### What the exercise asks
Look through the material that follows and show every line with the string "Result".

### Input data

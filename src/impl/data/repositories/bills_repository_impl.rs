use async_trait::async_trait;
use fractic_server_error::ServerError;

use crate::{
    domain::repositories::bills_repository::BillsRepository,
    entities::{
        BillFormData, BillsCollection as _, CreateBillRequest, CreatedBill, NewBillPayload,
        RawBill, RequestHeaders, Store, UpdateBillRequest, UploadedFile,
    },
    errors::StoreNotConfigured,
};

pub(crate) struct BillsRepositoryImpl<S: Store> {
    store: Option<S>,
}

impl<S: Store> BillsRepositoryImpl<S> {
    pub(crate) fn new(store: Option<S>) -> Self {
        Self { store }
    }
}

#[async_trait]
impl<S: Store> BillsRepository for BillsRepositoryImpl<S> {
    async fn list(&self) -> Result<Vec<RawBill>, ServerError> {
        match &self.store {
            Some(store) => store.bills().list().await,
            None => Ok(Vec::new()),
        }
    }

    async fn upload_receipt(
        &self,
        file: UploadedFile,
        email: Option<String>,
    ) -> Result<CreatedBill, ServerError> {
        let store = self.store.as_ref().ok_or_else(StoreNotConfigured::new)?;
        store
            .bills()
            .create(CreateBillRequest {
                data: BillFormData { file, email },
                headers: RequestHeaders {
                    no_content_type: true,
                },
            })
            .await
    }

    async fn finalize(
        &self,
        bill: NewBillPayload,
        bill_id: Option<String>,
    ) -> Result<Option<RawBill>, ServerError> {
        let Some(store) = &self.store else {
            return Ok(None);
        };
        store
            .bills()
            .update(UpdateBillRequest {
                data: bill,
                selector: bill_id,
            })
            .await
            .map(Some)
    }
}
#![allow(dead_code)]

use std::sync::{Arc, Mutex};

use async_trait::async_trait;
use billed_core::{
    entities::{
        BillsCollection, CreateBillRequest, CreatedBill, KeyValueStorage, RawBill, Route, Store,
        UpdateBillRequest,
    },
    datasources::{MemoryKeyValueStorage, MemoryStore},
    errors::StoreRequestFailed,
};
use fractic_server_error::ServerError;
use tracing::{subscriber::DefaultGuard, Event, Level, Subscriber};
use tracing_subscriber::{layer::Context, prelude::*, Layer};

pub const EMAIL: &str = "employee@test.tld";
pub const IMAGES_URL: &str = "https://localhost:3456/images";

#[derive(Clone, Default)]
pub struct CapturedEvents(Arc<Mutex<Vec<Level>>>);

impl CapturedEvents {
    pub fn count(&self) -> usize {
        self.0.lock().unwrap().len()
    }

    pub fn count_at(&self, level: Level) -> usize {
        self.0.lock().unwrap().iter().filter(|l| **l == level).count()
    }
}

impl<S: Subscriber> Layer<S> for CapturedEvents {
    fn on_event(&self, event: &Event<'_>, _ctx: Context<'_, S>) {
        self.0.lock().unwrap().push(*event.metadata().level());
    }
}

pub fn capture_events() -> (DefaultGuard, CapturedEvents) {
    let events = CapturedEvents::default();
    let guard =
        tracing::subscriber::set_default(tracing_subscriber::registry().with(events.clone()));
    (guard, events)
}

pub fn employee_session() -> MemoryKeyValueStorage {
    let storage = MemoryKeyValueStorage::new();
    storage.set_item(
        "user",
        format!(r#"{{"type":"Employee","email":"{EMAIL}","status":"connected"}}"#),
    );
    storage
}

pub type Routes = Arc<Mutex<Vec<Route>>>;

pub fn recording_navigation() -> (Routes, impl Fn(Route) + Send + Sync) {
    let routes: Routes = Default::default();
    let sink = routes.clone();
    (routes, move |route: Route| sink.lock().unwrap().push(route))
}

pub fn raw_bill(id: &str, date: &str, status: &str) -> RawBill {
    RawBill {
        id: id.into(),
        email: Some(EMAIL.into()),
        bill_type: "Transports".into(),
        name: format!("bill {id}"),
        amount: Some(100.0),
        date: date.into(),
        vat: "20".into(),
        pct: 20.0,
        commentary: String::new(),
        file_url: Some(format!("{IMAGES_URL}/{id}.jpg")),
        file_name: Some(format!("{id}.jpg")),
        status: status.into(),
        comment_admin: None,
    }
}

pub fn seeded_store(bills: Vec<RawBill>) -> Arc<MemoryStore> {
    Arc::new(MemoryStore::with_bills(IMAGES_URL, bills))
}

/// Store whose every request is rejected by the server.
pub struct DownStore(DownBills);

pub struct DownBills;

impl DownStore {
    pub fn new() -> Self {
        DownStore(DownBills)
    }
}

impl Store for DownStore {
    type Bills = DownBills;

    fn bills(&self) -> &Self::Bills {
        &self.0
    }
}

#[async_trait]
impl BillsCollection for DownBills {
    async fn list(&self) -> Result<Vec<RawBill>, ServerError> {
        Err(StoreRequestFailed::new("list", "Server error"))
    }

    async fn create(&self, _request: CreateBillRequest) -> Result<CreatedBill, ServerError> {
        Err(StoreRequestFailed::new("create", "Server error"))
    }

    async fn update(&self, _request: UpdateBillRequest) -> Result<RawBill, ServerError> {
        Err(StoreRequestFailed::new("update", "Server error"))
    }
}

### Reply to the task
    async fn list(&self) -> Result<Vec<RawBill>, ServerError> {
    ) -> Result<CreatedBill, ServerError> {
    ) -> Result<Option<RawBill>, ServerError> {
    async fn list(&self) -> Result<Vec<RawBill>, ServerError> {
    async fn create(&self, _request: CreateBillRequest) -> Result<CreatedBill, ServerError> {
    async fn update(&self, _request: UpdateBillRequest) -> Result<RawBill, ServerError> {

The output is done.